→ EXERCISE INSTRUCTIONS
Only the lines from the first line of the records through the line containing "is replaced by" belong in the answer. Copy them exactly.

Collected data

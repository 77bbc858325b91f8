//! Inline template-compile call rewriting.
//!
//! In production, a call such as
//!
//! ```text
//! template: Em.Handlebars.compile('Hello {{name}}')
//! ```
//!
//! is replaced by the precompiled form under the canonical namespace:
//!
//! ```text
//! template: Ember.Handlebars.template(<precompiled spec>)
//! ```
//!
//! Only calls whose sole argument is a plain quoted string are rewritten.
//! Anything else (template literals, concatenation, variables) is left for the
//! framework to compile at runtime, and its offset is reported in
//! [`TransformResult::skipped`].

use crate::config::FrameworkConfig;
use crate::core::TemplateMode;
use crate::template::{PRECOMPILED_FN, RUNTIME_FN, TemplateCompiler};

use super::lexer::{Token, TokenKind, matching_paren, tokenize};
use super::literal::decode_string_literal;
use super::strip::is_member_access;
use super::{Edit, TransformError, TransformResult};

/// Rewrite inline compile calls according to `mode`.
pub fn rewrite_inline_templates(
    source: &str,
    mode: TemplateMode,
    framework: &FrameworkConfig,
    compiler: &TemplateCompiler,
) -> Result<TransformResult, TransformError> {
    if mode == TemplateMode::Runtime {
        return Ok(TransformResult::unchanged(source));
    }

    let tokens = tokenize(source)?;
    let mut edits = Vec::new();
    let mut skipped = Vec::new();
    let mut idx = 0;

    while idx < tokens.len() {
        let Some(canonical) = compile_call_at(&tokens, source, idx, framework) else {
            idx += 1;
            continue;
        };

        let open = idx + 5;
        let close = matching_paren(&tokens, source, open)?;
        let start = tokens[idx].start;

        match single_literal_argument(&tokens[open + 1..close], source) {
            Some(template) => {
                let compiled = compiler.precompile(&template)?;
                let replacement = format!(
                    "{canonical}.{}.{PRECOMPILED_FN}({compiled})",
                    framework.engine
                );
                edits.push(Edit::new(start..tokens[close].end, replacement));
                idx = close + 1;
            }
            None => {
                // The arguments may hold literal calls of their own
                skipped.push(start);
                idx = open + 1;
            }
        }
    }

    Ok(TransformResult::from_edits(source, edits, skipped))
}

/// If `<alias>.<engine>.compile(` starts at `idx`, return the alias' canonical namespace.
fn compile_call_at<'c>(
    tokens: &[Token],
    source: &str,
    idx: usize,
    framework: &'c FrameworkConfig,
) -> Option<&'c str> {
    let [ns, dot1, engine, dot2, func, paren] = tokens.get(idx..idx + 6)? else {
        return None;
    };

    let chain = [ns, dot1, engine, dot2, func];
    let adjacent = chain.windows(2).all(|w| w[0].end == w[1].start);

    let is_match = adjacent
        && ns.kind == TokenKind::Ident
        && !is_member_access(tokens, source, idx)
        && dot1.is_punct(source, ".")
        && engine.is_ident(source, &framework.engine)
        && dot2.is_punct(source, ".")
        && func.is_ident(source, RUNTIME_FN)
        && paren.is_punct(source, "(");

    if is_match {
        framework.canonical_of(ns.text(source))
    } else {
        None
    }
}

/// Decode the argument list if it is exactly one plain string literal.
fn single_literal_argument(args: &[Token], source: &str) -> Option<String> {
    match args {
        [arg] if arg.kind == TokenKind::Str => decode_string_literal(arg.text(source)),
        _ => None,
    }
}

#[cfg(test)]
mod tests {
    use super::*;
    use crate::template::{BuiltinPrecompiler, Precompile, PrecompileError};
    use std::sync::Arc;

    fn compiler() -> TemplateCompiler {
        TemplateCompiler::new(&FrameworkConfig::default(), Arc::new(BuiltinPrecompiler))
    }

    fn rewrite(source: &str) -> TransformResult {
        rewrite_inline_templates(
            source,
            TemplateMode::Precompiled,
            &FrameworkConfig::default(),
            &compiler(),
        )
        .unwrap()
    }

    fn precompiled(template: &str) -> String {
        BuiltinPrecompiler.precompile(template).unwrap()
    }

    #[test]
    fn test_runtime_mode_is_identity() {
        let source = "t = Ember.Handlebars.compile('Hello {{name}}');";
        let result = rewrite_inline_templates(
            source,
            TemplateMode::Runtime,
            &FrameworkConfig::default(),
            &compiler(),
        )
        .unwrap();
        assert_eq!(result.output, source);
    }

    #[test]
    fn test_rewrites_primary_namespace() {
        let source = "App.MyView = Ember.View.extend({\n  template: Ember.Handlebars.compile('Hello {{name}}')\n})";
        let result = rewrite(source);
        let expected = format!(
            "App.MyView = Ember.View.extend({{\n  template: Ember.Handlebars.template({})\n}})",
            precompiled("Hello {{name}}")
        );
        assert_eq!(result.output, expected);
        assert_eq!(result.edits.len(), 1);
    }

    #[test]
    fn test_short_alias_maps_to_canonical() {
        let result = rewrite("x = Em.Handlebars.compile(\"Hello {{name}}\");");
        assert_eq!(
            result.output,
            format!(
                "x = Ember.Handlebars.template({});",
                precompiled("Hello {{name}}")
            )
        );
    }

    #[test]
    fn test_escaped_literal_is_decoded_before_compiling() {
        let result = rewrite(r"x = Ember.Handlebars.compile('It\'s {{name}}\n');");
        assert!(result.output.contains(&precompiled("It's {{name}}\n")));
    }

    #[test]
    fn test_non_literal_arguments_are_skipped() {
        let sources = [
            "Ember.Handlebars.compile(source)",
            "Ember.Handlebars.compile('a' + b)",
            "Ember.Handlebars.compile(`Hello {{name}}`)",
            "Ember.Handlebars.compile('a', 'b')",
            "Ember.Handlebars.compile()",
        ];
        for source in sources {
            let result = rewrite(source);
            assert_eq!(result.output, source);
            assert_eq!(result.skipped, vec![0], "expected skip for {source:?}");
        }
    }

    #[test]
    fn test_literal_call_inside_skipped_call() {
        let source = "Ember.Handlebars.compile(prefix + Em.Handlebars.compile('a'))";
        let result = rewrite(source);
        assert_eq!(
            result.output,
            format!(
                "Ember.Handlebars.compile(prefix + Ember.Handlebars.template({}))",
                precompiled("a")
            )
        );
        assert_eq!(result.skipped, vec![0]);
        assert_eq!(result.edits.len(), 1);
    }

    #[test]
    fn test_ignores_strings_comments_and_other_members() {
        let source = "// Ember.Handlebars.compile('a')\nvar s = \"Ember.Handlebars.compile('b')\";\nfoo.Ember.Handlebars.compile('c');\nEmber.Other.compile('d');";
        let result = rewrite(source);
        assert_eq!(result.output, source);
        assert!(result.skipped.is_empty());
    }

    #[test]
    fn test_multiple_calls_rewritten_left_to_right() {
        let source = "a = Ember.Handlebars.compile('{{a}}'); b = Em.Handlebars.compile('{{b}}');";
        let result = rewrite(source);
        assert_eq!(
            result.output,
            format!(
                "a = Ember.Handlebars.template({}); b = Ember.Handlebars.template({});",
                precompiled("{{a}}"),
                precompiled("{{b}}")
            )
        );
    }

    #[test]
    fn test_deterministic() {
        let source = "t = Ember.Handlebars.compile('{{#each items}}{{this}}{{/each}}');";
        assert_eq!(rewrite(source).output, rewrite(source).output);
    }

    #[test]
    fn test_syntax_error_propagates() {
        let source = "t = Ember.Handlebars.compile('{{#if a}}open');";
        let err = rewrite_inline_templates(
            source,
            TemplateMode::Precompiled,
            &FrameworkConfig::default(),
            &compiler(),
        )
        .unwrap_err();
        assert!(matches!(err, TransformError::Template(_)));
    }

    struct Tagging;

    impl Precompile for Tagging {
        fn precompile(&self, source: &str) -> Result<String, PrecompileError> {
            Ok(format!("<{}>", source.len()))
        }
    }

    #[test]
    fn test_uses_configured_precompiler() {
        let compiler = TemplateCompiler::new(&FrameworkConfig::default(), Arc::new(Tagging));
        let result = rewrite_inline_templates(
            "Ember.Handlebars.compile('abc')",
            TemplateMode::Precompiled,
            &FrameworkConfig::default(),
            &compiler,
        )
        .unwrap();
        assert_eq!(result.output, "Ember.Handlebars.template(<3>)");
    }
}
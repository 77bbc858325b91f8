//! Source file classification.

use std::path::Path;

/// Kind of source file, determines which stages run over it.
#[derive(Debug, Clone, Copy, PartialEq, Eq, Hash)]
pub enum SourceKind {
    /// Script file (.js) - directive stripping + inline template rewriting
    Script,
    /// Template file (.hbs, .handlebars) - compiled into a registration
    Template,
    /// Anything else - not part of a bundle
    Opaque,
}

/// Script extensions. Scripts are always plain JavaScript.
pub const SCRIPT_EXTENSIONS: &[&str] = &["js"];

impl SourceKind {
    /// Detect source kind from file extension.
    ///
    /// `template_exts` comes from `[templates] extensions` in config.
    pub fn from_extension<S: AsRef<str>>(ext: &str, template_exts: &[S]) -> Self {
        let ext = ext.to_ascii_lowercase();
        if SCRIPT_EXTENSIONS.contains(&ext.as_str()) {
            Self::Script
        } else if template_exts.iter().any(|t| t.as_ref().eq_ignore_ascii_case(&ext)) {
            Self::Template
        } else {
            Self::Opaque
        }
    }

    /// Detect source kind from file path.
    pub fn from_path<S: AsRef<str>>(path: &Path, template_exts: &[S]) -> Self {
        path.extension()
            .and_then(|e| e.to_str())
            .map_or(Self::Opaque, |ext| Self::from_extension(ext, template_exts))
    }

    /// Display name for this source kind.
    pub fn name(self) -> &'static str {
        match self {
            Self::Script => "script",
            Self::Template => "template",
            Self::Opaque => "opaque",
        }
    }
}

#[cfg(test)]
mod tests {
    use super::*;
    use std::path::PathBuf;

    const EXTS: &[&str] = &["hbs", "handlebars"];

    #[test]
    fn test_from_extension() {
        assert_eq!(SourceKind::from_extension("js", EXTS), SourceKind::Script);
        assert_eq!(SourceKind::from_extension("JS", EXTS), SourceKind::Script);
        assert_eq!(SourceKind::from_extension("hbs", EXTS), SourceKind::Template);
        assert_eq!(
            SourceKind::from_extension("handlebars", EXTS),
            SourceKind::Template
        );
        assert_eq!(SourceKind::from_extension("css", EXTS), SourceKind::Opaque);
    }

    #[test]
    fn test_from_path() {
        assert_eq!(
            SourceKind::from_path(&PathBuf::from("app/javascripts/view.js"), EXTS),
            SourceKind::Script
        );
        assert_eq!(
            SourceKind::from_path(&PathBuf::from("app/templates/home.hbs"), EXTS),
            SourceKind::Template
        );
        assert_eq!(
            SourceKind::from_path(&PathBuf::from("README"), EXTS),
            SourceKind::Opaque
        );
    }

    #[test]
    fn test_custom_template_extensions() {
        let exts = ["mustache"];
        assert_eq!(
            SourceKind::from_path(&PathBuf::from("a/b.mustache"), &exts),
            SourceKind::Template
        );
        assert_eq!(
            SourceKind::from_path(&PathBuf::from("a/b.hbs"), &exts),
            SourceKind::Opaque
        );
    }
}
//! Template compilation.
//!
//! Turns template text into the body of a registration statement:
//!
//! | Mode          | Output                                          |
//! |---------------|-------------------------------------------------|
//! | `Runtime`     | `Ember.Handlebars.compile("<escaped source>")`  |
//! | `Precompiled` | `Ember.Handlebars.template(<precompiled>)`      |
//!
//! Runtime mode never calls the precompiler; the framework parses the
//! embedded source when the template is first rendered.

mod name;
pub mod precompile;

pub use name::{quote_name, template_name};
pub use precompile::{BuiltinPrecompiler, Precompile, PrecompileError};

use std::path::PathBuf;
use std::sync::Arc;

use crate::config::FrameworkConfig;
use crate::core::TemplateMode;

/// Engine function that compiles template source at runtime.
pub const RUNTIME_FN: &str = "compile";
/// Engine function that wraps a precompiled template.
pub const PRECOMPILED_FN: &str = "template";

/// Encode `text` as a double-quoted JavaScript string literal.
pub(crate) fn js_string(text: &str) -> String {
    serde_json::Value::String(text.to_owned()).to_string()
}

/// Compiles template text for a given mode.
#[derive(Clone)]
pub struct TemplateCompiler {
    root: String,
    engine: String,
    precompiler: Arc<dyn Precompile>,
}

impl TemplateCompiler {
    pub fn new(framework: &FrameworkConfig, precompiler: Arc<dyn Precompile>) -> Self {
        Self {
            root: framework.root.clone(),
            engine: framework.engine.clone(),
            precompiler,
        }
    }

    /// Compiled body for `source` in `mode`.
    pub fn compile(&self, source: &str, mode: TemplateMode) -> Result<String, PrecompileError> {
        let (function, argument) = match mode {
            TemplateMode::Runtime => (RUNTIME_FN, js_string(source)),
            TemplateMode::Precompiled => (PRECOMPILED_FN, self.precompile(source)?),
        };
        Ok(format!("{}.{}.{function}({argument})", self.root, self.engine))
    }

    /// Raw precompiler output, without the wrapping call.
    pub fn precompile(&self, source: &str) -> Result<String, PrecompileError> {
        self.precompiler.precompile(source)
    }

    pub fn precompiler_name(&self) -> &str {
        self.precompiler.name()
    }
}

impl std::fmt::Debug for TemplateCompiler {
    fn fmt(&self, f: &mut std::fmt::Formatter<'_>) -> std::fmt::Result {
        f.debug_struct("TemplateCompiler")
            .field("root", &self.root)
            .field("engine", &self.engine)
            .field("precompiler", &self.precompiler.name())
            .finish()
    }
}

/// A compiled standalone template, ready for assembly.
#[derive(Debug, Clone, PartialEq, Eq)]
pub struct TemplateRegistration {
    /// Name derived from the path (`posts/show.hbs` → `posts.show`).
    pub name: String,
    pub body: String,
    pub mode: TemplateMode,
    /// Source file, for duplicate-name reports.
    pub path: PathBuf,
}

impl TemplateRegistration {
    /// `<root>.TEMPLATES['<name>']=<body>;`
    pub fn statement(&self, root: &str) -> String {
        format!("{root}.TEMPLATES[{}]={};", quote_name(&self.name), self.body)
    }
}

#[cfg(test)]
mod tests {
    use super::*;
    use std::sync::atomic::{AtomicUsize, Ordering};

    /// Counts invocations so tests can assert the precompiler was not used.
    #[derive(Default)]
    struct Counting(AtomicUsize);

    impl Precompile for Counting {
        fn precompile(&self, source: &str) -> Result<String, PrecompileError> {
            self.0.fetch_add(1, Ordering::SeqCst);
            Ok(format!("[{source}]"))
        }
    }

    fn compiler() -> TemplateCompiler {
        TemplateCompiler::new(&FrameworkConfig::default(), Arc::new(BuiltinPrecompiler))
    }

    #[test]
    fn test_runtime_embeds_source_verbatim() {
        let out = compiler()
            .compile("Hello {{name}}!", TemplateMode::Runtime)
            .unwrap();
        assert_eq!(out, r#"Ember.Handlebars.compile("Hello {{name}}!")"#);
    }

    #[test]
    fn test_runtime_escapes_for_embedding() {
        let out = compiler()
            .compile("<p class=\"x\">\n\\ {{y}}</p>", TemplateMode::Runtime)
            .unwrap();
        assert_eq!(
            out,
            r#"Ember.Handlebars.compile("<p class=\"x\">\n\\ {{y}}</p>")"#
        );
    }

    #[test]
    fn test_runtime_never_invokes_precompiler() {
        let counting = Arc::new(Counting::default());
        let compiler = TemplateCompiler::new(&FrameworkConfig::default(), counting.clone());

        // Even malformed template text compiles in runtime mode
        compiler.compile("{{#if", TemplateMode::Runtime).unwrap();
        assert_eq!(counting.0.load(Ordering::SeqCst), 0);

        compiler.compile("ok", TemplateMode::Precompiled).unwrap();
        assert_eq!(counting.0.load(Ordering::SeqCst), 1);
    }

    #[test]
    fn test_precompiled_wraps_precompiler_output() {
        let compiler = compiler();
        let out = compiler
            .compile("Hello {{name}}!", TemplateMode::Precompiled)
            .unwrap();
        let direct = BuiltinPrecompiler.precompile("Hello {{name}}!").unwrap();
        assert_eq!(out, format!("Ember.Handlebars.template({direct})"));
    }

    #[test]
    fn test_precompiled_error() {
        let err = compiler()
            .compile("{{#each items}}", TemplateMode::Precompiled)
            .unwrap_err();
        assert!(err.message.contains("unclosed block"));
    }

    #[test]
    fn test_custom_framework_names() {
        let framework = FrameworkConfig::with_aliases("SC", "Tpl", &[("SC", "SC")]);
        let compiler = TemplateCompiler::new(&framework, Arc::new(BuiltinPrecompiler));
        assert_eq!(
            compiler.compile("x", TemplateMode::Runtime).unwrap(),
            r#"SC.Tpl.compile("x")"#
        );
    }

    #[test]
    fn test_registration_statement() {
        let registration = TemplateRegistration {
            name: "posts.show".into(),
            body: "B".into(),
            mode: TemplateMode::Runtime,
            path: PathBuf::from("posts/show.hbs"),
        };
        assert_eq!(
            registration.statement("Ember"),
            "Ember.TEMPLATES['posts.show']=B;"
        );
    }
}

→ ANSWER SECTION
repository 77bbc858325b91f8
//! Inline template-compile call rewriting.
//!
//! In production, a call such as
//!
//! ```text
//! template: Em.Handlebars.compile('Hello {{name}}')
//! ```
//!
//! is replaced by the precompiled form under the canonical namespace:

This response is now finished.